The Commodity Futures Trading Commission is enhancing its surveillance of financial markets by leveraging Nasdaq technology for a more detailed analysis of crypto transactions, as highlighted in a press release issued on Wednesday.
Nasdaq’s Market Surveillance platform, which encompasses various asset classes including digital assets and prediction markets, represents a crucial advancement, the CFTC noted, as it aims to modernize its outdated detection system from the ‘90s for identifying illegal activities among market participants.
A Nasdaq representative informed Decrypt that while prediction markets are currently trendy, they are fundamentally similar to derivatives regulated by the CFTC since its inception in 1974.
“Prediction markets function similarly to most derivative markets, posing comparable risks of market abuse and manipulation,” the spokesperson added. “Therefore, the technology can be tailored to cater to nearly all types of event-driven markets.”
Simultaneously, the CFTC recognized the swift evolution of markets in recent years, with digital frameworks enabling 24/7 trading capabilities.
“The expansion of both traditional and new markets coupled with innovative market structures, such as the introduction of continuous trading hours, necessitates the use of increasingly advanced tools to detect and prevent potential market misconduct,” the CFTC stated.
This update coincides with ongoing discussions in Congress regarding the CLARITY Act, a comprehensive legislative proposal aimed at defining the jurisdictional boundaries between the U.S. Securities and Exchange Commission and the CFTC.
The legislation, which was approved by the U.S. House of Representatives last month, currently categorizes most cryptocurrencies as commodities instead of securities, thus exempting them from SEC oversight.
The CFTC pointed out that 50 exchanges and nearly 20 international regulators currently utilize Nasdaq’s Market Surveillance platform.

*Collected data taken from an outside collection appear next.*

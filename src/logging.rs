//! Logging initialization for wincommon-based tools.
//!
//! The library itself only emits `tracing` events; embedding applications decide
//! whether and how to subscribe. `init_tracing` is a convenience for binaries
//! that want a sensible default subscriber.

use tracing_subscriber::{
    EnvFilter,
    fmt,
    layer::SubscriberExt,
    util::SubscriberInitExt,
};

/// Initialize a tracing subscriber for structured logging.
///
/// Sets up either a compact (default) or verbose format. The `RUST_LOG`
/// environment variable overrides the built-in filter in both modes.
///
/// # Errors
///
/// Fails if a global subscriber is already installed.
pub fn init_tracing(verbose: bool) -> Result<(), Box<dyn std::error::Error>> {
    let env_filter = EnvFilter::try_from_default_env()
        .or_else(|_| {
            if verbose {
                EnvFilter::try_new("wincommon=debug,info")
            } else {
                EnvFilter::try_new("wincommon=info,warn")
            }
        })
        .unwrap_or_else(|_| EnvFilter::new("info"));

    if verbose {
        tracing_subscriber::registry()
            .with(env_filter)
            .with(
                fmt::layer()
                    .with_target(true)
                    .with_thread_ids(false)
                    .with_thread_names(false)
                    .with_line_number(false)
                    .with_file(false)
                    .compact(),
            )
            .try_init()?;
    } else {
        tracing_subscriber::registry()
            .with(env_filter)
            .with(
                fmt::layer()
                    .with_target(false)
                    .with_thread_ids(false)
                    .with_thread_names(false)
                    .with_line_number(false)
                    .with_file(false)
                    .compact(),
            )
            .try_init()?;
    }

    Ok(())
}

A recent regulatory guide by Nasdaq also indicates that the CFTC has been “exploring applications of blockchain technology to enhance regulatory oversight capabilities.”
The Commission stated it is undergoing a “crypto sprint,” swiftly acting on proposals from a comprehensive White House report on cryptocurrency released recently, which may impose new responsibilities on covered intermediaries.
The 166-page document recommended that “venues for non-security digital assets should be mandated to report market data, according to reporting requirements set by the CFTC,” encompassing crypto exchanges and prediction markets.
The top prediction market, Polymarket, recently purchased a CFTC-regulated derivatives exchange for $112 million, aiming for a return to the U.S.
The Nasdaq representative told Decrypt that the underlying technology of its platform “can be customized for applications across all crypto markets.” The rising “need for institutional-level surveillance capabilities” has grown as the crypto market evolves,” they noted.